(Stored data entries)
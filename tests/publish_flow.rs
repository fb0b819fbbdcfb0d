//! End-to-end publish flow against a temporary vault and in-memory hosts.

use std::cell::RefCell;
use std::fs;
use std::io;
use std::path::{Path, PathBuf};

use quickshare_note::app::infrastructure::platform::Clipboard;
use quickshare_note::app::{
    AppError, AppSettings, Document, FsVault, ImageHost, PublishResult, Publisher, Result, SnippetHost,
    Vault,
};
use quickshare_note::ui::notices::Notifier;

#[derive(Debug, Clone, PartialEq)]
enum Call {
    Create { name: String, content: String },
    Update { id: String, name: String, content: String },
}

#[derive(Default)]
struct FakeGists {
    calls: RefCell<Vec<Call>>,
    fail: bool,
}

impl SnippetHost for FakeGists {
    fn create(&self, file_name: &str, content: &str) -> Result<PublishResult> {
        if self.fail {
            return Err(AppError::from_status(401, "Bad credentials"));
        }
        self.calls.borrow_mut().push(Call::Create {
            name: file_name.to_string(),
            content: content.to_string(),
        });
        Ok(PublishResult {
            id: "new456".into(),
            url: "https://gist.github.com/octocat/new456".into(),
        })
    }

    fn update(&self, id: &str, file_name: &str, content: &str) -> Result<PublishResult> {
        if self.fail {
            return Err(AppError::Network("connection refused".into()));
        }
        self.calls.borrow_mut().push(Call::Update {
            id: id.to_string(),
            name: file_name.to_string(),
            content: content.to_string(),
        });
        Ok(PublishResult {
            id: id.to_string(),
            url: format!("https://gist.github.com/octocat/{}", id),
        })
    }
}

#[derive(Default)]
struct FakeImgur {
    uploads: RefCell<Vec<Vec<u8>>>,
}

impl ImageHost for FakeImgur {
    fn upload(&self, bytes: &[u8]) -> Result<String> {
        let mut uploads = self.uploads.borrow_mut();
        uploads.push(bytes.to_vec());
        Ok(format!("https://i.imgur.com/img{}.png", uploads.len()))
    }
}

#[derive(Default)]
struct FakeClipboard {
    copied: RefCell<Option<String>>,
    broken: bool,
}

impl Clipboard for FakeClipboard {
    fn copy(&self, text: &str) -> Result<()> {
        if self.broken {
            return Err(AppError::Io(std::io::Error::other("no display")));
        }
        *self.copied.borrow_mut() = Some(text.to_string());
        Ok(())
    }
}

#[derive(Default)]
struct RecordingNotifier {
    notices: RefCell<Vec<String>>,
    pending: RefCell<Option<String>>,
}

impl Notifier for RecordingNotifier {
    fn notice(&self, message: &str) {
        self.notices.borrow_mut().push(message.to_string());
    }

    fn pending(&self, message: &str) {
        *self.pending.borrow_mut() = Some(message.to_string());
    }

    fn hide_pending(&self) {
        *self.pending.borrow_mut() = None;
    }
}

/// Reads through to disk but refuses every write.
struct ReadOnlyVault(FsVault);

impl Vault for ReadOnlyVault {
    fn read(&self, path: &Path) -> io::Result<String> {
        self.0.read(path)
    }

    fn read_binary(&self, path: &Path) -> io::Result<Vec<u8>> {
        self.0.read_binary(path)
    }

    fn write(&self, _path: &Path, _content: &str) -> io::Result<()> {
        Err(io::Error::new(io::ErrorKind::PermissionDenied, "read-only vault"))
    }

    fn resolve_link(&self, link: &str, source_dir: &Path) -> Option<PathBuf> {
        self.0.resolve_link(link, source_dir)
    }
}

struct Harness {
    dir: tempfile::TempDir,
    vault: FsVault,
    images: FakeImgur,
    gists: FakeGists,
    clipboard: FakeClipboard,
    notifier: RecordingNotifier,
}

impl Harness {
    fn new() -> Self {
        let dir = tempfile::tempdir().unwrap();
        let vault = FsVault::new(dir.path());
        Self {
            dir,
            vault,
            images: FakeImgur::default(),
            gists: FakeGists::default(),
            clipboard: FakeClipboard::default(),
            notifier: RecordingNotifier::default(),
        }
    }

    fn file(&self, rel: &str, content: &[u8]) -> PathBuf {
        let path = self.dir.path().join(rel);
        fs::create_dir_all(path.parent().unwrap()).unwrap();
        fs::write(&path, content).unwrap();
        path
    }

    fn publisher(&self, show_frontmatter: bool) -> Publisher<'_> {
        let settings = AppSettings {
            show_frontmatter,
            ..Default::default()
        };
        Publisher::with_settings(
            &settings,
            &self.vault,
            &self.images,
            &self.gists,
            &self.clipboard,
            &self.notifier,
        )
    }

    fn calls(&self) -> Vec<Call> {
        self.gists.calls.borrow().clone()
    }
}

fn read(path: &Path) -> String {
    fs::read_to_string(path).unwrap()
}

#[test]
fn first_publish_creates_gist_and_records_url() {
    let h = Harness::new();
    let note = h.file("notes/Trip Plan.md", b"Day one\n");

    let report = h.publisher(true).publish(Some(&Document::new(&note))).unwrap();

    assert!(report.created);
    assert_eq!(report.url, "https://gist.github.com/octocat/new456");
    assert_eq!(
        h.calls(),
        vec![Call::Create {
            name: "Trip Plan.md".into(),
            content: "# Trip Plan\n\nDay one\n".into(),
        }]
    );
    assert_eq!(
        read(&note),
        "---\ngist-publish-url: https://gist.github.com/octocat/new456\n---\nDay one\n"
    );
    assert_eq!(
        h.clipboard.copied.borrow().as_deref(),
        Some("https://gist.github.com/octocat/new456")
    );
    assert_eq!(
        *h.notifier.notices.borrow(),
        vec!["Gist URL copied to clipboard", "Note published to GitHub gist"]
    );
    assert!(h.notifier.pending.borrow().is_none());
}

#[test]
fn second_publish_updates_recorded_gist() {
    let h = Harness::new();
    let note = h.file("note.md", b"First\n");
    let doc = Document::new(&note);

    h.publisher(true).publish(Some(&doc)).unwrap();
    fs::write(&note, read(&note).replace("First", "Second")).unwrap();
    let report = h.publisher(true).publish(Some(&doc)).unwrap();

    assert!(!report.created);
    assert_eq!(report.id, "new456");
    let calls = h.calls();
    assert_eq!(calls.len(), 2);
    match &calls[1] {
        Call::Update { id, name, content } => {
            assert_eq!(id, "new456");
            assert_eq!(name, "note.md");
            assert!(content.ends_with("# note\n\nSecond\n"));
        }
        other => panic!("expected update, got {:?}", other),
    }
    // URL line rewritten in place, not duplicated
    assert_eq!(read(&note).matches("gist-publish-url").count(), 1);
}

#[test]
fn hidden_frontmatter_is_not_published_but_stays_on_disk() {
    let h = Harness::new();
    let note = h.file(
        "note.md",
        b"---\ngist-publish-url: https://host/gists/abc123\n---\nBody text",
    );

    h.publisher(false).publish(Some(&Document::new(&note))).unwrap();

    assert_eq!(
        h.calls(),
        vec![Call::Update {
            id: "abc123".into(),
            name: "note.md".into(),
            content: "# note\n\nBody text".into(),
        }]
    );
    assert_eq!(
        read(&note),
        "---\ngist-publish-url: https://gist.github.com/octocat/abc123\n---\nBody text"
    );
}

#[test]
fn shown_frontmatter_is_published_before_heading() {
    let h = Harness::new();
    let note = h.file("note.md", b"---\ntags: travel\n---\nBody");

    h.publisher(true).publish(Some(&Document::new(&note))).unwrap();

    match &h.calls()[0] {
        Call::Create { content, .. } => assert_eq!(content, "---\ntags: travel\n---\n# note\n\nBody"),
        other => panic!("expected create, got {:?}", other),
    }
    assert_eq!(
        read(&note),
        "---\ntags: travel\ngist-publish-url: https://gist.github.com/octocat/new456\n---\nBody"
    );
}

#[test]
fn images_uploaded_in_published_copy_only() {
    let h = Harness::new();
    h.file("attachments/photo.png", b"\x89PNG");
    let note = h.file("notes/n.md", b"See ![[photo.png]] and ![[gone.png]]\n");

    let report = h.publisher(true).publish(Some(&Document::new(&note))).unwrap();

    assert_eq!(report.images_uploaded, 1);
    assert_eq!(report.images_skipped, 1);
    assert_eq!(*h.images.uploads.borrow(), vec![b"\x89PNG".to_vec()]);
    match &h.calls()[0] {
        Call::Create { content, .. } => assert_eq!(
            content,
            "# n\n\nSee ![Uploaded Image](https://i.imgur.com/img1.png) and ![[gone.png]]\n"
        ),
        other => panic!("expected create, got {:?}", other),
    }
    // the local note keeps its embeds
    assert!(read(&note).contains("![[photo.png]]"));
}

#[test]
fn no_active_document_aborts_without_side_effects() {
    let h = Harness::new();

    let err = h.publisher(true).publish(None).unwrap_err();

    assert!(matches!(err, AppError::NoActiveDocument));
    assert!(h.calls().is_empty());
    assert_eq!(*h.notifier.notices.borrow(), vec!["No active file found"]);
    assert!(h.clipboard.copied.borrow().is_none());
}

#[test]
fn publish_failure_leaves_note_untouched() {
    let mut h = Harness::new();
    h.gists.fail = true;
    let note = h.file("note.md", b"Body\n");

    let err = h.publisher(true).publish(Some(&Document::new(&note))).unwrap_err();

    assert!(matches!(err, AppError::Auth { status: 401 }));
    assert_eq!(read(&note), "Body\n");
    assert!(h.clipboard.copied.borrow().is_none());
    let notices = h.notifier.notices.borrow();
    assert_eq!(notices.len(), 1);
    assert!(notices[0].starts_with("Failed to publish note:"));
    assert!(h.notifier.pending.borrow().is_none());
}

#[test]
fn update_failure_leaves_note_untouched() {
    let mut h = Harness::new();
    h.gists.fail = true;
    let original = "---\ngist-publish-url: https://gist.github.com/octocat/abc123\n---\nBody\n";
    let note = h.file("note.md", original.as_bytes());

    let err = h.publisher(true).publish(Some(&Document::new(&note))).unwrap_err();

    assert!(matches!(err, AppError::Network(_)));
    assert_eq!(read(&note), original);
    assert!(h.clipboard.copied.borrow().is_none());
    let notices = h.notifier.notices.borrow();
    assert_eq!(notices.len(), 1);
    assert!(notices[0].starts_with("Failed to publish note:"));
}

#[test]
fn failed_local_write_after_remote_publish_aborts() {
    let h = Harness::new();
    let note = h.file("note.md", b"Body\n");
    let vault = ReadOnlyVault(FsVault::new(h.dir.path()));
    let publisher = Publisher {
        vault: &vault,
        images: &h.images,
        snippets: &h.gists,
        clipboard: &h.clipboard,
        notifier: &h.notifier,
        show_frontmatter: true,
    };

    let err = publisher.publish(Some(&Document::new(&note))).unwrap_err();

    // the gist exists remotely even though the note could not record it
    assert_eq!(
        h.calls(),
        vec![Call::Create {
            name: "note.md".into(),
            content: "# note\n\nBody\n".into(),
        }]
    );
    assert!(matches!(err, AppError::Io(ref e) if e.kind() == io::ErrorKind::PermissionDenied));
    assert_eq!(read(&note), "Body\n");
    assert!(h.clipboard.copied.borrow().is_none());
    let notices = h.notifier.notices.borrow();
    assert_eq!(notices.len(), 1);
    assert!(notices[0].starts_with("Failed to publish note:"));
    assert!(h.notifier.pending.borrow().is_none());
}

#[test]
fn clipboard_failure_does_not_abort() {
    let mut h = Harness::new();
    h.clipboard.broken = true;
    let note = h.file("note.md", b"Body\n");

    let report = h.publisher(true).publish(Some(&Document::new(&note))).unwrap();

    assert!(read(&note).contains(&report.url));
    assert_eq!(
        *h.notifier.notices.borrow(),
        vec!["Failed to copy gist URL to clipboard", "Note published to GitHub gist"]
    );
}

#[test]
fn preview_changes_nothing() {
    let h = Harness::new();
    let note = h.file("draft.md", b"---\na: 1\n---\n![[x.png]]\n");

    let text = h.publisher(false).preview(Some(&Document::new(&note))).unwrap();

    assert_eq!(text, "# draft\n\n![[x.png]]\n");
    assert!(h.calls().is_empty());
    assert!(h.images.uploads.borrow().is_empty());
    assert_eq!(read(&note), "---\na: 1\n---\n![[x.png]]\n");
}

▶ [Problem description] Where a line above contains the string "RefCell", copy that line.

▶ [Task solution]
use std::cell::RefCell;
    calls: RefCell<Vec<Call>>,
    uploads: RefCell<Vec<Vec<u8>>>,
    copied: RefCell<Option<String>>,
    notices: RefCell<Vec<String>>,
    pending: RefCell<Option<String>>,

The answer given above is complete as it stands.